Coronavirus disease 2019: investigational therapies in the prevention and treatment of hyperinflammation
Published in Expert Review of Clinical Immunology, 2020
Isabelle Amigues, Alexander H Pearlman, Aarat Patel, Pankti Reid, Philip C. Robinson, Rashmi Sinha, Alfred Hj Kim, Taryn Youngstein, Arundathi Jayatilleke, Maximilian Konig
Although no direct evidence implicates proinflammatory cytokines as the cause of lung damage, the observation of patterns of proinflammatory cytokine production in animal and in-vitro models of SARS-CoV-1 and MERS-CoV infection supports the idea of a shared pathophysiology of immune dysregulation.
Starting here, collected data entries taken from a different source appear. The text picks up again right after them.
//! Contingency table construction.
//!
//! Groups events by (city, offense type) and materializes a dense table
//! over the sorted City Set × Offense Set. Pairs with no events get an
//! explicit 0 when the table is allocated, never as a lookup fallback.

use std::collections::{BTreeMap, BTreeSet};

use crime_corr_analytics_models::ContingencyTable;
use crime_corr_crime_models::{Event, OffenseCount};

use crate::AnalyticsError;

/// Builds the table from raw events.
///
/// # Errors
///
/// Returns [`AnalyticsError::EmptyDataset`] if `events` is empty.
pub fn from_events(events: &[Event]) -> Result<ContingencyTable, AnalyticsError> {
    if events.is_empty() {
        return Err(AnalyticsError::EmptyDataset {
            message: "no events to build a contingency table from".to_string(),
        });
    }

    let mut grouped: BTreeMap<(&str, &str), u64> = BTreeMap::new();
    for event in events {
        *grouped
            .entry((event.city.as_str(), event.offense_type.as_str()))
            .or_insert(0) += 1;
    }

    let counts: Vec<OffenseCount> = grouped
        .into_iter()
        .map(|((city, offense_type), count)| OffenseCount {
            city: city.to_owned(),
            offense_type: offense_type.to_owned(),
            count,
        })
        .collect();

    from_counts(&counts)
}

/// Builds the table from a pre-aggregated (city, offense type, count)
/// projection. Repeated pairs are summed. Zero-count rows are ignored, so
/// a city or offense type only appears if it has at least one event.
///
/// # Errors
///
/// Returns [`AnalyticsError::EmptyDataset`] if the projection has no
/// non-zero rows.
pub fn from_counts(counts: &[OffenseCount]) -> Result<ContingencyTable, AnalyticsError> {
    let counts: Vec<&OffenseCount> = counts.iter().filter(|c| c.count > 0).collect();

    let cities: Vec<String> = counts
        .iter()
        .map(|c| c.city.as_str())
        .collect::<BTreeSet<_>>()
        .into_iter()
        .map(str::to_owned)
        .collect();
    let offense_types: Vec<String> = counts
        .iter()
        .map(|c| c.offense_type.as_str())
        .collect::<BTreeSet<_>>()
        .into_iter()
        .map(str::to_owned)
        .collect();

    if counts.is_empty() {
        return Err(AnalyticsError::EmptyDataset {
            message: "no city/offense counts above zero".to_string(),
        });
    }

    let mut rows = vec![vec![0u64; offense_types.len()]; cities.len()];
    for count in &counts {
        let (Ok(i), Ok(j)) = (
            cities.binary_search(&count.city),
            offense_types.binary_search(&count.offense_type),
        ) else {
            continue;
        };
        rows[i][j] += count.count;
    }

    log::debug!(
        "Built {}x{} contingency table",
        cities.len(),
        offense_types.len()
    );

    ContingencyTable::new(cities, offense_types, rows).ok_or_else(|| AnalyticsError::Conversion {
        message: "contingency rows do not match labels".to_string(),
    })
}

#[cfg(test)]
mod tests {
    use crime_corr_crime_models::Event;

    use super::*;
    use crate::test_support::{at, repeat, three_events};

    #[test]
    fn zero_fills_missing_pairs() {
        let table = from_events(&three_events()).unwrap();
        assert_eq!(table.cities(), ["CityA", "CityB"]);
        assert_eq!(table.offense_types(), ["Assault", "Theft"]);
        assert_eq!(table.count("CityA", "Theft"), Some(1));
        assert_eq!(table.count("CityA", "Assault"), Some(1));
        assert_eq!(table.count("CityB", "Theft"), Some(1));
        assert_eq!(table.count("CityB", "Assault"), Some(0));
    }

    #[test]
    fn sums_match_event_counts() {
        let mut events = repeat("Austin", "theft", 7, 30.0, -97.0);
        events.extend(repeat("Austin", "assault", 2, 30.0, -97.0));
        events.extend(repeat("Boston", "theft", 4, 42.0, -71.0));
        events.extend(repeat("Chicago", "burglary", 5, 41.0, -87.0));

        let table = from_events(&events).unwrap();
        assert_eq!(table.total(), events.len() as u64);

        for (city, total) in table.cities().iter().zip(table.row_totals()) {
            let expected = events.iter().filter(|e| &e.city == city).count() as u64;
            assert_eq!(total, expected, "row sum for {city}");
        }
        for (offense, total) in table.offense_types().iter().zip(table.column_totals()) {
            let expected = events.iter().filter(|e| &e.offense_type == offense).count() as u64;
            assert_eq!(total, expected, "column sum for {offense}");
        }
    }

    #[test]
    fn counts_projection_matches_event_path() {
        let events = vec![
            Event::new("B", "x", at(2020, 1, 1), 0.0, 0.0),
            Event::new("A", "y", at(2020, 1, 1), 0.0, 0.0),
            Event::new("A", "y", at(2020, 1, 2), 0.0, 0.0),
        ];
        let counts = vec![
            OffenseCount {
                city: "A".to_string(),
                offense_type: "y".to_string(),
                count: 1,
            },
            OffenseCount {
                city: "B".to_string(),
                offense_type: "x".to_string(),
                count: 1,
            },
            OffenseCount {
                city: "A".to_string(),
                offense_type: "y".to_string(),
                count: 1,
            },
        ];
        assert_eq!(from_counts(&counts).unwrap(), from_events(&events).unwrap());
    }

    #[test]
    fn empty_input_is_a_data_error() {
        assert!(matches!(
            from_events(&[]),
            Err(AnalyticsError::EmptyDataset { .. })
        ));
        assert!(matches!(
            from_counts(&[]),
            Err(AnalyticsError::EmptyDataset { .. })
        ));
    }

    #[test]
    fn all_zero_projection_is_a_data_error() {
        let counts = vec![OffenseCount {
            city: "A".to_string(),
            offense_type: "x".to_string(),
            count: 0,
        }];
        assert!(matches!(
            from_counts(&counts),
            Err(AnalyticsError::EmptyDataset { .. })
        ));
    }

    #[test]
    fn zero_count_rows_add_no_labels() {
        let row = |city: &str, offense_type: &str, count| OffenseCount {
            city: city.to_string(),
            offense_type: offense_type.to_string(),
            count,
        };
        let counts = vec![
            row("CityA", "Assault", 1),
            row("CityA", "Theft", 1),
            row("CityB", "Theft", 1),
            row("CityC", "Theft", 0),
            row("CityB", "Vandalism", 0),
        ];

        let table = from_counts(&counts).unwrap();
        assert_eq!(table.cities(), ["CityA", "CityB"]);
        assert_eq!(table.offense_types(), ["Assault", "Theft"]);
        assert_eq!(table, from_events(&three_events()).unwrap());
    }
}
Chu et al. examined the comparative abilities of MERS-CoV and SARS-CoV-1 to trigger a cytokine response in monocyte-derived dendritic cells and found that both induced upregulation of TNF-α and IL-6 during the same time frame that peak viral titers were observed in culture [6]. Zhou et al. similarly examined infectivity and innate immune response-related cytokines in monocyte-derived macrophages (MDMs) and found that MERS-CoV and SARS-CoV-1 showed a sustained induction of MCP-1, MIP-1α, and IL-8, whereas MERS-CoV-infected MDMs produced higher levels of these chemokines [7]. As expected, TNF-α and IL-6 were induced at high levels by both MERS-CoV and SARS-CoV-1. Interestingly, IFN-γ induction in MDMs was much more prominent than IFN-α and IFN-β [7]. Lau et al. examined cytokine profiles in MERS-CoV- and SARS-CoV-1-infected polarized airway epithelial Calu-3 cells and found that both viruses caused a delayed induction of IL-1β, IL-6, and IL-8, with MERS-CoV triggering a stronger response than SARS-CoV-1 [8]. Animal models of MERS and SARS are more heterogeneous in terms of symptom severity, limiting the usefulness of rodent models. However, in more rapidly lethal and systemically symptomatic models, elevations of pro-inflammatory cytokines such as IL-6, IP-10, and IL-8 were observed in lung and brain tissues [9–11].